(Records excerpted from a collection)
____________

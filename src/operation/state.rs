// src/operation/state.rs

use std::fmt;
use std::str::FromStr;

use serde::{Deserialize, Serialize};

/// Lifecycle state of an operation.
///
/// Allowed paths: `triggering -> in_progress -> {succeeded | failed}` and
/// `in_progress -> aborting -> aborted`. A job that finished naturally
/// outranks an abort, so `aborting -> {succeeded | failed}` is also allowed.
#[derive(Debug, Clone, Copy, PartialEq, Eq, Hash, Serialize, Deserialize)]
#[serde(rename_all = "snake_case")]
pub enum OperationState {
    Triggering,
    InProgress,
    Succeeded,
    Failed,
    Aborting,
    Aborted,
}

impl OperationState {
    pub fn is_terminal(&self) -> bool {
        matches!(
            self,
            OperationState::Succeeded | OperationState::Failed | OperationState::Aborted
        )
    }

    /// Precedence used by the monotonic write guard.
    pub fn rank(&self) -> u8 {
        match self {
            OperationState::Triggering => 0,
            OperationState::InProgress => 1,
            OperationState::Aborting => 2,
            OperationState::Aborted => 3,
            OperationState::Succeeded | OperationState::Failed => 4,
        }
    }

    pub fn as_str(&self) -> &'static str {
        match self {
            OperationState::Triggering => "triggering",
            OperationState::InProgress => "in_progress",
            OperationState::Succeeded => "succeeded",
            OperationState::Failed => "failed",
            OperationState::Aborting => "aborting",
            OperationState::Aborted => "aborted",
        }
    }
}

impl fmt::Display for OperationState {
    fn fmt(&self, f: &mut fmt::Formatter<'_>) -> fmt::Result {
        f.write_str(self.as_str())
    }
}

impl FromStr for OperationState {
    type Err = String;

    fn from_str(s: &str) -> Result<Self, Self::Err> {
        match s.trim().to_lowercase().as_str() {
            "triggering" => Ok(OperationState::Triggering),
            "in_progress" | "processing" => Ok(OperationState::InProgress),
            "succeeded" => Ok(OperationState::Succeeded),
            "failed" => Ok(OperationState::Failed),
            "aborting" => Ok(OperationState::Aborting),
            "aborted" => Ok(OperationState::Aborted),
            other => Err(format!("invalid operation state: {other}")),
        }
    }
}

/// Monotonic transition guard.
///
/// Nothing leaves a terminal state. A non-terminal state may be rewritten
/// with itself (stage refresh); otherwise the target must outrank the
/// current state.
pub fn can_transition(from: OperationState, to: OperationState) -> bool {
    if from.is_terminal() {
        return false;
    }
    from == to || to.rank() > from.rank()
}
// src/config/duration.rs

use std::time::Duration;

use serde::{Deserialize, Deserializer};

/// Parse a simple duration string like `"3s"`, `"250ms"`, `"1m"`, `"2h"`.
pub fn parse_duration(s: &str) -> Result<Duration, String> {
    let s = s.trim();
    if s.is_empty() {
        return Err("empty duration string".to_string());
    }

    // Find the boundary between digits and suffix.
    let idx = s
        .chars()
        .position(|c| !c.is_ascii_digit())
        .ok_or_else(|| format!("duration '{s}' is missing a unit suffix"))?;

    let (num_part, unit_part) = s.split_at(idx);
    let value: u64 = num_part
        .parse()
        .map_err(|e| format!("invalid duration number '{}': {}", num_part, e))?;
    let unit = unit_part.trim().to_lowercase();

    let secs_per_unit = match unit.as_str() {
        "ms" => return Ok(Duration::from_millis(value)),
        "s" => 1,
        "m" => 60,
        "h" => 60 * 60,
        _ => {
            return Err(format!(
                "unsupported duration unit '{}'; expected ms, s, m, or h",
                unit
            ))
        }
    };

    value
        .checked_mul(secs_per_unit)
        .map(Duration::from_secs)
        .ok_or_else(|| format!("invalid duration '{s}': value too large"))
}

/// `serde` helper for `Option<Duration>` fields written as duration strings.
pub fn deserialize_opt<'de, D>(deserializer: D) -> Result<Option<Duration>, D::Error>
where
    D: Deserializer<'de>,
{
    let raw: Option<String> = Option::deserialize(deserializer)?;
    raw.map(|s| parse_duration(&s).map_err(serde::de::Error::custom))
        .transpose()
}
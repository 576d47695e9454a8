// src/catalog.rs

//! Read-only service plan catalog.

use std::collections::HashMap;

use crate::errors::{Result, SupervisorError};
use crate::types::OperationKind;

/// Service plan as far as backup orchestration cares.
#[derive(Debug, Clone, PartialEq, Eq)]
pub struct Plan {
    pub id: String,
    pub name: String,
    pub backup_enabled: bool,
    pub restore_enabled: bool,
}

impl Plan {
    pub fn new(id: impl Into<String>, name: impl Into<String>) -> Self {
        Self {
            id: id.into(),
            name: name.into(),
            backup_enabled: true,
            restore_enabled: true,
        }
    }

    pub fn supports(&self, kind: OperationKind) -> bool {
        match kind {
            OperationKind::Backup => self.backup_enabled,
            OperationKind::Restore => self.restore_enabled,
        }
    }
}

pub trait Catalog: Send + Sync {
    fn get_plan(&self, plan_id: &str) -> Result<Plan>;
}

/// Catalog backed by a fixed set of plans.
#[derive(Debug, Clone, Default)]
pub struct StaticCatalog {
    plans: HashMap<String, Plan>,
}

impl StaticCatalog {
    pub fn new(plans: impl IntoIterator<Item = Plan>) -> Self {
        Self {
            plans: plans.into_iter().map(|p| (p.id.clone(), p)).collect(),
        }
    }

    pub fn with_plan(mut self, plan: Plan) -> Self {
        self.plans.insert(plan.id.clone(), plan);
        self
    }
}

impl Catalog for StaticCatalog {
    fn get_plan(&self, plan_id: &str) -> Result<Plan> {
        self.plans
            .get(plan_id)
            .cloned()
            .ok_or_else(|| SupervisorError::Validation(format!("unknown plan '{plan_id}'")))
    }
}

____________

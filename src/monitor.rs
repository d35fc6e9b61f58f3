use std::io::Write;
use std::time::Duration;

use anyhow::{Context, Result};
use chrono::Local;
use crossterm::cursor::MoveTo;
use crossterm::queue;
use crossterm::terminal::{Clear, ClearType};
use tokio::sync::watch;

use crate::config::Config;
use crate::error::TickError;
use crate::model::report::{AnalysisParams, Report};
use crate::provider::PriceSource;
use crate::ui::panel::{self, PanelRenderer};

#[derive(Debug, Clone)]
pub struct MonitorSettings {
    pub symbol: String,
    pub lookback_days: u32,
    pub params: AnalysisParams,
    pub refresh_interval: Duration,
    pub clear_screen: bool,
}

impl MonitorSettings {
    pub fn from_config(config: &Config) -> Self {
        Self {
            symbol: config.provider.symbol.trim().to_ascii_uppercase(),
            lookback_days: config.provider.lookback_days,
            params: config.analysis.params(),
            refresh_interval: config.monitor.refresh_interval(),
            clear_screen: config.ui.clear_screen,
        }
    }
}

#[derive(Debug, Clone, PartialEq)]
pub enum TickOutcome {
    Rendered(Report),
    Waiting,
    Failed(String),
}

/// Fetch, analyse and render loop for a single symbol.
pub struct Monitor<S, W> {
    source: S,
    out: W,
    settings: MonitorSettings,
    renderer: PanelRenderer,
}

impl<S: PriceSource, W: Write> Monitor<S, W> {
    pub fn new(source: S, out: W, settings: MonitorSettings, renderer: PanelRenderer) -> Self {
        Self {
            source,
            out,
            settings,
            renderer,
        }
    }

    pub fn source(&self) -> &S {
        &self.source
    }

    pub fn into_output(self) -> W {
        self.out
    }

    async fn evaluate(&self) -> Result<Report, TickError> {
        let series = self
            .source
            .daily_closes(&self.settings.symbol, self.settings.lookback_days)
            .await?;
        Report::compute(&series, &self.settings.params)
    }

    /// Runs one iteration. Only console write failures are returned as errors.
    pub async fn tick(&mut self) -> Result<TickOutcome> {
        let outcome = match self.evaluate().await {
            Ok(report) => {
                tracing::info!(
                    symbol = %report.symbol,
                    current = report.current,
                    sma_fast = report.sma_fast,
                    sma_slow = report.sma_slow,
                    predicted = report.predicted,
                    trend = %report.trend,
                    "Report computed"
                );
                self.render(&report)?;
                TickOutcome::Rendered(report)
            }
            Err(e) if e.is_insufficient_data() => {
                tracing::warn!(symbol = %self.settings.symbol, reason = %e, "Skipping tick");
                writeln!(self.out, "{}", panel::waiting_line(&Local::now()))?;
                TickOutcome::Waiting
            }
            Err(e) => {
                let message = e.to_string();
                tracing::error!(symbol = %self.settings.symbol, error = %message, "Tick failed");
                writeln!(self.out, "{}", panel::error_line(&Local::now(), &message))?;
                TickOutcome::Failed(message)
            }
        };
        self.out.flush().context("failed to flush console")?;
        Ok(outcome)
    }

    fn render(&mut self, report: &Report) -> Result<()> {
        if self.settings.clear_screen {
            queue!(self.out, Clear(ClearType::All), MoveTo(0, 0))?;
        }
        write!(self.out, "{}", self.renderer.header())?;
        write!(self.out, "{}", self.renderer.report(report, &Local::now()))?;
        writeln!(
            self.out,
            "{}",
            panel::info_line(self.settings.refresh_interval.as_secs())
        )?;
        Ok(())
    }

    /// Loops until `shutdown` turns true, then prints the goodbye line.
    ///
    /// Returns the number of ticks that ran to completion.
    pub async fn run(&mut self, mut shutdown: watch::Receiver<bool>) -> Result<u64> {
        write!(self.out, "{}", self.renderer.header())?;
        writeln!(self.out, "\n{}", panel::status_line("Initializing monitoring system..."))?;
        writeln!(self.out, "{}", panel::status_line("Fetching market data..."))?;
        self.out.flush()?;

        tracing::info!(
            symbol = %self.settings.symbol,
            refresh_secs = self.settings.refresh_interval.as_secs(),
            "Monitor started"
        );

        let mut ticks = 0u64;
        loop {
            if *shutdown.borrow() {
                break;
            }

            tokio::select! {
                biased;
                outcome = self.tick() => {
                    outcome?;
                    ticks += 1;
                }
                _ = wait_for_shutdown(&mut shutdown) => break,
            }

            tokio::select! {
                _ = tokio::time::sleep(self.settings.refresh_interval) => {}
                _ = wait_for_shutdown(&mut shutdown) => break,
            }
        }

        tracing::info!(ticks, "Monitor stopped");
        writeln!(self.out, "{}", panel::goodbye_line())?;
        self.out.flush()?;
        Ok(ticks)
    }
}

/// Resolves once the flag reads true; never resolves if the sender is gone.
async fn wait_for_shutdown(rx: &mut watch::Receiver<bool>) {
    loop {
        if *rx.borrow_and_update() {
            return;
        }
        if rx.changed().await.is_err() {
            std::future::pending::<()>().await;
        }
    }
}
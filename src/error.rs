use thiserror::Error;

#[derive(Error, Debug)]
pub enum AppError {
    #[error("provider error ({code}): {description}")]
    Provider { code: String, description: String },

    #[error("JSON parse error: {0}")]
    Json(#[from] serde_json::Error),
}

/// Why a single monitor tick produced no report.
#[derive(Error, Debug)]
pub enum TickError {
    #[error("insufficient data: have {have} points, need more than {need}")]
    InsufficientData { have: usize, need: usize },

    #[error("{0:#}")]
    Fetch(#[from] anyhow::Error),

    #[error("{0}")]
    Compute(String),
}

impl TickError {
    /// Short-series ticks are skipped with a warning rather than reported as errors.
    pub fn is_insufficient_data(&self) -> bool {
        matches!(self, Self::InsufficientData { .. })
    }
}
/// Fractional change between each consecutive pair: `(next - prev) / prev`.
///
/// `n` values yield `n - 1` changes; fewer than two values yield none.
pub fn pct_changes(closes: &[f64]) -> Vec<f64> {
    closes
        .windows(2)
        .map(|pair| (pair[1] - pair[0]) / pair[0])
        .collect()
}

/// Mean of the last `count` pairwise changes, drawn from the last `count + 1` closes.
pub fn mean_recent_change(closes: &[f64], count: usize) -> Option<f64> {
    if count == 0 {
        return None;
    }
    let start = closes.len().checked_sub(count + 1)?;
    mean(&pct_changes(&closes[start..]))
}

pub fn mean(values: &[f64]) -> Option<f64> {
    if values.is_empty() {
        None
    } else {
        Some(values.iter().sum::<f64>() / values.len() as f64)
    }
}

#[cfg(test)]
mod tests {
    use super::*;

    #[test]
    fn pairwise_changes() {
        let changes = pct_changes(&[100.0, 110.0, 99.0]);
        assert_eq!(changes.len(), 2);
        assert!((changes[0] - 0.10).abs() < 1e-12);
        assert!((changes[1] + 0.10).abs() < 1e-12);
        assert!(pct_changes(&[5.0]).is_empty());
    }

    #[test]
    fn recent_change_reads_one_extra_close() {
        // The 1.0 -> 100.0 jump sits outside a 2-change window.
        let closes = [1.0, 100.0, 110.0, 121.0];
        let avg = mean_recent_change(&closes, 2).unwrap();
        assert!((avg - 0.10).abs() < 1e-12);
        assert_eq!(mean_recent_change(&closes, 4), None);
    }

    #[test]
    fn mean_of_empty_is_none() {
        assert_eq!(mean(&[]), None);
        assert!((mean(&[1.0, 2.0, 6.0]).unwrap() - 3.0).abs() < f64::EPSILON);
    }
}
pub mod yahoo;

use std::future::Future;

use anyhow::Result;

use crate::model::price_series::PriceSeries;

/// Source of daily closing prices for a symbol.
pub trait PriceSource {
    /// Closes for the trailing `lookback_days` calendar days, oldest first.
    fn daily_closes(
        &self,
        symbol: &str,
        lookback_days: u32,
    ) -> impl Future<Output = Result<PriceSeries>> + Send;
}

____________

Directions for this task.
Set down, exactly as they stand above, the lines starting with the line with "filename src/operation/state.rs" and going on through the line with "-> in_progress ->", and no others.

Output below.
filename src/operation/state.rs
// src/operation/state.rs

use std::fmt;
use std::str::FromStr;

use serde::{Deserialize, Serialize};

/// Lifecycle state of an operation.
///
/// Allowed paths: `triggering -> in_progress -> {succeeded | failed}` and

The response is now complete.